*PROMPT*.
Would you find each line in the entries below with the string "solution" and copy it?

Dataset entries
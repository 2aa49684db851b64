//! Shared contract types for the fix loop.
//!
//! These types define stable contracts between components. They should not
//! depend on external state or I/O and must remain deterministic across runs.

use serde::{Deserialize, Serialize};

/// Overall status of a finished run.
#[derive(Debug, Clone, Copy, PartialEq, Eq, Serialize, Deserialize)]
#[serde(rename_all = "lowercase")]
pub enum RunStatus {
    Success,
    Error,
    Partial,
}

/// Pair of a completed plan step and its result text.
///
/// History entries are immutable once appended. The result text carries the
/// model's final answer for the step with a digest of notable tool outcomes
/// folded in; individual tool invocations are not persisted separately.
#[derive(Debug, Clone, PartialEq, Eq, Serialize, Deserialize)]
pub struct ExecutionRecord {
    /// Step description exactly as it appeared in the plan.
    pub step: String,
    /// Final result text for the step (may describe an error).
    pub result: String,
}

/// Tagged result of one tool invocation.
///
/// Tools never raise past this boundary: failures are carried in `message`
/// with `ok = false` so the reasoning loop reads them as observations
/// instead of aborting the step.
#[derive(Debug, Clone, PartialEq, Eq, Serialize, Deserialize)]
pub struct ToolOutcome {
    pub ok: bool,
    pub message: String,
}

impl ToolOutcome {
    pub fn success(message: impl Into<String>) -> Self {
        Self {
            ok: true,
            message: message.into(),
        }
    }

    pub fn failure(message: impl Into<String>) -> Self {
        Self {
            ok: false,
            message: message.into(),
        }
    }
}

/// Terminal structured response for a run.
///
/// Every run produces exactly one of these, whatever happened along the
/// way. Optional fields are omitted from serialized output when absent.
#[derive(Debug, Clone, PartialEq, Eq, Serialize, Deserialize)]
pub struct RunOutcome {
    /// Brief summary of what was accomplished or why the run stopped.
    pub summary: String,
    pub status: RunStatus,
    /// Explanation of the implemented solution, when one exists.
    #[serde(skip_serializing_if = "Option::is_none")]
    pub solution: Option<String>,
    #[serde(skip_serializing_if = "Option::is_none")]
    pub files_modified: Option<Vec<String>>,
    #[serde(skip_serializing_if = "Option::is_none")]
    pub pull_request_url: Option<String>,
    #[serde(skip_serializing_if = "Option::is_none")]
    pub branch_name: Option<String>,
    #[serde(skip_serializing_if = "Option::is_none")]
    pub errors: Option<Vec<String>>,
}

impl RunOutcome {
    /// Outcome for a run that failed before producing any useful work.
    pub fn error(summary: impl Into<String>, errors: Vec<String>) -> Self {
        Self {
            summary: summary.into(),
            status: RunStatus::Error,
            solution: None,
            files_modified: None,
            pull_request_url: None,
            branch_name: None,
            errors: if errors.is_empty() {
                None
            } else {
                Some(errors)
            },
        }
    }
}

/// Read-only per-run context threaded through the planner, step executor
/// and replanner.
///
/// One instance per run; runs never share context. Credentials live in the
/// collaborators (GitHub service, model backend), not here, so they are
/// never rendered into prompts.
#[derive(Debug, Clone, PartialEq, Eq)]
pub struct RunContext {
    /// Correlates state, artifacts and events for one run (e.g. `issue-42`).
    pub run_id: String,
    /// The overall objective. Never mutated after loop start.
    pub goal: String,
    /// Repository coordinate in `owner/name` form.
    pub repository: String,
    /// Branch new work forks from and pull requests target.
    pub base_branch: String,
}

*ANSWER SECTION*.
    /// Explanation of the implemented solution, when one exists.
    pub solution: Option<String>,
            solution: None,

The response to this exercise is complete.